▸ **WHAT IS BEING ASKED**:
Keep only the lines that hold the string "contracts", filtering out the rest of the entries below.

▸ **INFORMATION GIVEN**:
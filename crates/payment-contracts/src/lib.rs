//! payment-contracts - 支付模块共享契约
//!
//! 提供支付类型枚举、支付领域事件、网关/管理器接口，
//! 以及用于支付请求 attach 字段的附加数据值对象。

pub mod enums;
pub mod error;
pub mod events;
pub mod interfaces;
pub mod value_object;

/// 通用参数结构（支付参数、原始回调数据等）
pub type Params = serde_json::Map<String, serde_json::Value>;

// 重新导出关键组件，便于外部调用
pub use enums::{EnumItem, PaymentChannel, PaymentType, SelectOption};
pub use error::{ContractError, Result};
pub use events::{
    PaymentEventListener, PaymentFailedEvent, PaymentParams, PaymentParametersRequestedEvent,
    PaymentRequestDetails, PaymentSuccessEvent,
};
pub use interfaces::{GatewayListener, PaymentGateway, PaymentManager};
pub use value_object::AttachData;
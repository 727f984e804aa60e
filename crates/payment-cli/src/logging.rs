//! 基于 tracing 的日志初始化
//!
//! 日志统一写到 stderr，stdout 只留给命令输出。

use tracing_subscriber::{
    fmt, layer::SubscriberExt, util::SubscriberInitExt, EnvFilter, Layer, Registry,
};

use crate::config::LogConfig;

/// 初始化日志系统
///
/// `RUST_LOG` 优先于配置中的 `level`。重复初始化返回错误。
pub fn init(config: &LogConfig) -> Result<(), String> {
    let filter = EnvFilter::try_from_default_env()
        .or_else(|_| EnvFilter::try_new(&config.level))
        .map_err(|e| format!("Invalid log level '{}': {}", config.level, e))?;

    let console_layer = if config.format.eq_ignore_ascii_case("json") {
        fmt::layer()
            .json()
            .with_current_span(true)
            .with_writer(std::io::stderr)
            .boxed()
    } else {
        let mut layer = fmt::layer().with_writer(std::io::stderr);

        if config.show_source_location {
            layer = layer.with_file(true).with_line_number(true);
        }

        layer.boxed()
    };

    Registry::default()
        .with(filter)
        .with(console_layer)
        .try_init()
        .map_err(|e| format!("Failed to initialize logger: {}", e))
}

#[cfg(test)]
mod tests {
    use super::*;

    #[test]
    fn test_second_init_is_rejected() {
        let config = LogConfig::default();
        let _ = init(&config);

        let err = init(&config).unwrap_err();
        assert!(err.starts_with("Failed to initialize logger"));
    }
}
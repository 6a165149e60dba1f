use serde::{Deserialize, Serialize};
use thiserror::Error;

use riemann_catalog::Catalog;

use crate::RiemannModel;

/// A serializable description of a [`RiemannModel`] over the catalog.
///
/// Missing bounds stand for values the user has not entered yet and map to
/// the unbounded sentinels, so a partially filled document still builds a
/// model (one that reports itself as in error).
///
/// ```toml
/// x_min = -2.0
/// x_max = 2.0
/// interval_count = 8
/// function = "square"
/// ```
#[derive(Debug, Clone, PartialEq, Serialize, Deserialize)]
#[serde(default, deny_unknown_fields)]
pub struct ModelConfig {
    #[serde(skip_serializing_if = "Option::is_none")]
    pub x_min: Option<f64>,

    #[serde(skip_serializing_if = "Option::is_none")]
    pub x_max: Option<f64>,

    pub interval_count: i64,

    pub function: Catalog,
}

/// Errors that can occur when reading a [`ModelConfig`].
#[derive(Debug, Error)]
pub enum ConfigError {
    #[error("invalid TOML config: {0}")]
    Toml(#[from] toml::de::Error),

    #[error("invalid JSON config: {0}")]
    Json(#[from] serde_json::Error),

    #[error("invalid YAML config: {0}")]
    Yaml(#[from] serde_yaml::Error),
}

impl Default for ModelConfig {
    fn default() -> Self {
        Self {
            x_min: None,
            x_max: None,
            interval_count: 1,
            function: Catalog::default(),
        }
    }
}

impl ModelConfig {
    /// Parses a config from a TOML document.
    ///
    /// # Errors
    ///
    /// Returns an error if the document is not valid TOML or has unknown fields.
    pub fn from_toml_str(s: &str) -> Result<Self, ConfigError> {
        Ok(toml::from_str(s)?)
    }

    /// Parses a config from a JSON document.
    ///
    /// # Errors
    ///
    /// Returns an error if the document is not valid JSON or has unknown fields.
    pub fn from_json_str(s: &str) -> Result<Self, ConfigError> {
        Ok(serde_json::from_str(s)?)
    }

    /// Parses a config from a YAML document.
    ///
    /// # Errors
    ///
    /// Returns an error if the document is not valid YAML or has unknown fields.
    pub fn from_yaml_str(s: &str) -> Result<Self, ConfigError> {
        Ok(serde_yaml::from_str(s)?)
    }

    /// Captures the current state of a model.
    ///
    /// Non-finite bounds, `NaN` included, are recorded as missing, so
    /// [`build`](Self::build) restores them as the `-inf`/`+inf` sentinels.
    /// A model in error because of a non-finite bound stays in error after the
    /// round trip, but a `NaN` bound comes back as an infinity.
    #[must_use]
    pub fn from_model(model: &RiemannModel<Catalog>) -> Self {
        let finite = |x: f64| x.is_finite().then_some(x);
        Self {
            x_min: finite(model.x_min()),
            x_max: finite(model.x_max()),
            interval_count: model.interval_count(),
            function: *model.function(),
        }
    }

    /// Builds the described model.
    #[must_use]
    pub fn build(&self) -> RiemannModel<Catalog> {
        let mut model = RiemannModel::new(self.function);
        model.set_domain(
            self.x_min.unwrap_or(f64::NEG_INFINITY),
            self.x_max.unwrap_or(f64::INFINITY),
        );
        model.set_interval_count(self.interval_count);
        model
    }
}

impl From<&ModelConfig> for RiemannModel<Catalog> {
    fn from(config: &ModelConfig) -> Self {
        config.build()
    }
}

#[cfg(test)]
mod tests {
    use super::*;

    use riemann_core::Domain;

    #[test]
    fn empty_document_uses_defaults() {
        let config = ModelConfig::from_toml_str("").unwrap();

        assert_eq!(config, ModelConfig::default());

        let model = config.build();
        assert_eq!(model.domain(), Domain::UNBOUNDED);
        assert_eq!(model.interval_count(), 1);
        assert!(model.is_in_error());
    }

    #[test]
    fn parses_toml() {
        let config = ModelConfig::from_toml_str(
            r#"
            x_min = -2.0
            x_max = 2.0
            interval_count = 8
            function = "cube"
            "#,
        )
        .unwrap();

        let model = config.build();
        assert_eq!(model.domain(), Domain::new(-2.0, 2.0));
        assert_eq!(model.interval_count(), 8);
        assert_eq!(*model.function(), Catalog::Cube);
        assert!(!model.is_in_error());
    }

    #[test]
    fn rejects_unknown_fields() {
        let result = ModelConfig::from_json_str(r#"{ "x_min": 0.0, "rule": "midpoint" }"#);

        assert!(matches!(result, Err(ConfigError::Json(_))));
    }

    #[test]
    fn rejects_unknown_function() {
        let result = ModelConfig::from_yaml_str("function: tangent\n");

        assert!(matches!(result, Err(ConfigError::Yaml(_))));
    }

    #[test]
    fn from_model_drops_sentinel_bounds() {
        let mut model = RiemannModel::new(Catalog::Sine);
        model.set_x_max(3.0);
        model.set_interval_count(12);

        let config = ModelConfig::from_model(&model);

        assert_eq!(config.x_min, None);
        assert_eq!(config.x_max, Some(3.0));
        assert_eq!(RiemannModel::from(&config), model);
    }

    #[test]
    fn nan_bound_restores_as_sentinel() {
        let mut model = RiemannModel::new(Catalog::Linear);
        model.set_domain(f64::NAN, 1.0);

        let restored = ModelConfig::from_model(&model).build();

        assert_eq!(restored.x_min(), f64::NEG_INFINITY);
        assert_eq!(restored.x_max(), 1.0);
        assert!(model.is_in_error());
        assert!(restored.is_in_error());
    }
}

▸ **OUTPUT FOR THIS TASK**:
filename crates/payment-contracts/src/lib.rs
//! payment-contracts - 支付模块共享契约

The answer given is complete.